Defendant, arguing that his arrest was the product of an illegal stop and detention, and that everything flowing from this illegality was tainted, moved to suppress the statement he made to a police officer after his arrest (he confessed to participating in the burglary as a “lookout”) and the property recovered from his duffel bag. Supreme Court held a Dunaway/Huntley hearing and considered defendant’s arguments. In light of the evidence adduced at the hearing, including the fully credited testimony of the arresting police officer, Supreme Court rejected defendant’s arguments and denied the motion in its entirety.

A jury ultimately convicted defendant of burglary in the third degree (Penal Law § 140.20 [“(a) person is guilty of (third degree burglary) when he knowingly enters or remains unlawfully in a building with intent to commit a crime therein”]), a class D felony which gives rise to an indeterminate sentence. Under the Penal Law, the maximum term for such sentence is at least three years and no more than seven years (Penal Law § 70.00 [2] [d]). Prior to sentencing, the People moved for Supreme Court to sentence defendant as a discretionary persistent felony offender. In so moving, the People sought to treat defendant’s class D felony as a class A-I felony (Penal Law § 70.10 [2]) and have defendant sentenced to an indeterminate prison term of 25 years to life (Penal Law § 70.00 [2] [a]; [3] [a] [i]). Defendant opposed the motion, arguing that the discretionary persistent felony offender sentencing scheme was unconstitutional under Apprendi and its progeny.
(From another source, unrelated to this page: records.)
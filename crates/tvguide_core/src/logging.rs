//! Process-wide logging bootstrap.
//!
//! # Responsibility
//! - Start a rotating file logger at most once per process.
//! - Keep log output off the terminal; callers own user-facing diagnostics.
//! - Record panics as sanitized log events.
//!
//! # Invariants
//! - Initialization is idempotent for the same level and directory.
//! - A second initialization with a different level or directory is rejected.
//! - Initialization never panics.

use flexi_logger::{Cleanup, Criterion, FileSpec, Logger, LoggerHandle, Naming, WriteMode};
use log::{error, info};
use once_cell::sync::OnceCell;
use std::error::Error;
use std::fmt::{Display, Formatter};
use std::path::{Path, PathBuf};

const LOG_FILE_BASENAME: &str = "tvguide";
const MAX_LOG_FILE_SIZE_BYTES: u64 = 2 * 1024 * 1024;
const MAX_LOG_FILES: usize = 3;
const MAX_PANIC_PAYLOAD_CHARS: usize = 160;

static LOGGING_STATE: OnceCell<LoggingState> = OnceCell::new();
static PANIC_HOOK_INSTALLED: OnceCell<()> = OnceCell::new();

struct LoggingState {
    level: &'static str,
    log_dir: PathBuf,
    _logger: LoggerHandle,
}

/// Why logging could not be started.
#[derive(Debug, Clone, PartialEq, Eq)]
pub enum LoggingError {
    UnsupportedLevel(String),
    RelativeDirectory(PathBuf),
    CreateDirectory { dir: PathBuf, message: String },
    Backend(String),
    /// Logging is already running with another level or directory.
    Conflict { active: String, requested: String },
}

impl Display for LoggingError {
    fn fmt(&self, f: &mut Formatter<'_>) -> std::fmt::Result {
        match self {
            Self::UnsupportedLevel(level) => write!(
                f,
                "unsupported log level `{level}`; expected trace|debug|info|warn|error"
            ),
            Self::RelativeDirectory(dir) => {
                write!(f, "log directory must be absolute, got `{}`", dir.display())
            }
            Self::CreateDirectory { dir, message } => write!(
                f,
                "failed to create log directory `{}`: {message}",
                dir.display()
            ),
            Self::Backend(message) => write!(f, "failed to start logger: {message}"),
            Self::Conflict { active, requested } => write!(
                f,
                "logging already initialized with {active}; refusing to switch to {requested}"
            ),
        }
    }
}

impl Error for LoggingError {}

/// Starts file logging at `level` under `log_dir`.
///
/// # Errors
/// - `UnsupportedLevel` for anything but trace|debug|info|warn|error.
/// - `RelativeDirectory` when `log_dir` is not absolute.
/// - `Conflict` when already started with a different configuration.
pub fn init_logging(level: &str, log_dir: &Path) -> Result<(), LoggingError> {
    let level = normalize_level(level)?;
    if !log_dir.is_absolute() {
        return Err(LoggingError::RelativeDirectory(log_dir.to_path_buf()));
    }

    let state = LOGGING_STATE.get_or_try_init(|| start_logger(level, log_dir))?;
    if state.level != level || state.log_dir != log_dir {
        return Err(LoggingError::Conflict {
            active: format!("level `{}` at `{}`", state.level, state.log_dir.display()),
            requested: format!("level `{level}` at `{}`", log_dir.display()),
        });
    }
    Ok(())
}

/// Returns `(level, log_dir)` when logging is active.
pub fn logging_status() -> Option<(&'static str, PathBuf)> {
    LOGGING_STATE
        .get()
        .map(|state| (state.level, state.log_dir.clone()))
}

/// `debug` for debug builds, `info` for release builds.
pub fn default_log_level() -> &'static str {
    if cfg!(debug_assertions) {
        "debug"
    } else {
        "info"
    }
}

/// Default log directory: `tvguide-logs` under the system temp directory.
pub fn default_log_dir() -> PathBuf {
    std::env::temp_dir().join("tvguide-logs")
}

fn start_logger(level: &'static str, log_dir: &Path) -> Result<LoggingState, LoggingError> {
    std::fs::create_dir_all(log_dir).map_err(|err| LoggingError::CreateDirectory {
        dir: log_dir.to_path_buf(),
        message: err.to_string(),
    })?;

    let logger = Logger::try_with_str(level)
        .map_err(|err| LoggingError::Backend(err.to_string()))?
        .log_to_file(
            FileSpec::default()
                .directory(log_dir)
                .basename(LOG_FILE_BASENAME),
        )
        .rotate(
            Criterion::Size(MAX_LOG_FILE_SIZE_BYTES),
            Naming::Numbers,
            Cleanup::KeepLogFiles(MAX_LOG_FILES),
        )
        .write_mode(WriteMode::BufferAndFlush)
        .append()
        .format_for_files(flexi_logger::detailed_format)
        .start()
        .map_err(|err| LoggingError::Backend(err.to_string()))?;

    install_panic_hook_once();
    info!(
        "event=logging_start module=core status=ok level={} log_dir={} version={}",
        level,
        log_dir.display(),
        env!("CARGO_PKG_VERSION")
    );

    Ok(LoggingState {
        level,
        log_dir: log_dir.to_path_buf(),
        _logger: logger,
    })
}

fn normalize_level(level: &str) -> Result<&'static str, LoggingError> {
    match level.trim().to_ascii_lowercase().as_str() {
        "trace" => Ok("trace"),
        "debug" => Ok("debug"),
        "info" => Ok("info"),
        "warn" | "warning" => Ok("warn"),
        "error" => Ok("error"),
        other => Err(LoggingError::UnsupportedLevel(other.to_string())),
    }
}

fn install_panic_hook_once() {
    if PANIC_HOOK_INSTALLED.set(()).is_err() {
        return;
    }

    let previous_hook = std::panic::take_hook();
    std::panic::set_hook(Box::new(move |panic_info| {
        let location = panic_info
            .location()
            .map(|loc| format!("{}:{}", loc.file(), loc.line()))
            .unwrap_or_else(|| "unknown".to_string());
        let payload = if let Some(message) = panic_info.payload().downcast_ref::<&str>() {
            (*message).to_string()
        } else if let Some(message) = panic_info.payload().downcast_ref::<String>() {
            message.clone()
        } else {
            "non-string panic payload".to_string()
        };
        error!(
            "event=panic_captured module=core status=error location={} payload={}",
            location,
            sanitize_message(&payload, MAX_PANIC_PAYLOAD_CHARS)
        );
        previous_hook(panic_info);
    }));
}

fn sanitize_message(value: &str, max_chars: usize) -> String {
    let normalized = value.replace(['\n', '\r'], " ");
    let mut truncated = normalized.chars().take(max_chars).collect::<String>();
    if normalized.chars().count() > max_chars {
        truncated.push_str("...");
    }
    truncated
}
Supreme Court held a hearing pursuant to CPL 400.20 to determine whether to adjudicate defendant a discretionary persistent felony offender and impose a recidivist sentence. As set forth in CPL 400.20 (5), the court first concluded that defendant was a discretionary persistent felony offender based on defendant’s four prior felony convictions—a 1983 robbery conviction, a 1986 grand larceny conviction, a 1989 attempted robbery conviction and a 1994 attempted criminal sale of a controlled substance conviction (Penal Law § 70.10 [1] [a]). The court determined that defendant was eligible to be sentenced as *121a discretionary persistent felony offender and that a recidivist sentence was warranted. Defendant was sentenced to an indeterminate prison term of 18 years to life.2 The Appellate Division unanimously affirmed, concluding, among other things, that the police had reasonable suspicion to stop and detain defendant based on his “attempted flight” and “the temporal proximity between the reported robbery and the officers’ arrival on the scene” (45 AD3d 874, 875 [2007]). The court also concluded that in light of this Court’s decisions in People v Rosen (96 NY2d 329 [2001]) and People v Rivera (5 NY3d 61 [2005]), defendant’s Apprendi challenge lacked merit. A Judge of this Court granted defendant leave to appeal (10 NY3d 815 [2008]).

Discussion

Defendant seeks to have his conviction reversed on two grounds. First, he argues that Supreme Court erred in not suppressing his confession and the property recovered from his bag because they were the product of an illegal stop and detention. Second, defendant claims ineffective assistance of trial counsel based on his counsel’s failure to argue that even if the stop and detention were legal, the recovered property should have been suppressed because of the illegality of the warrantless search of defendant’s bag at the precinct.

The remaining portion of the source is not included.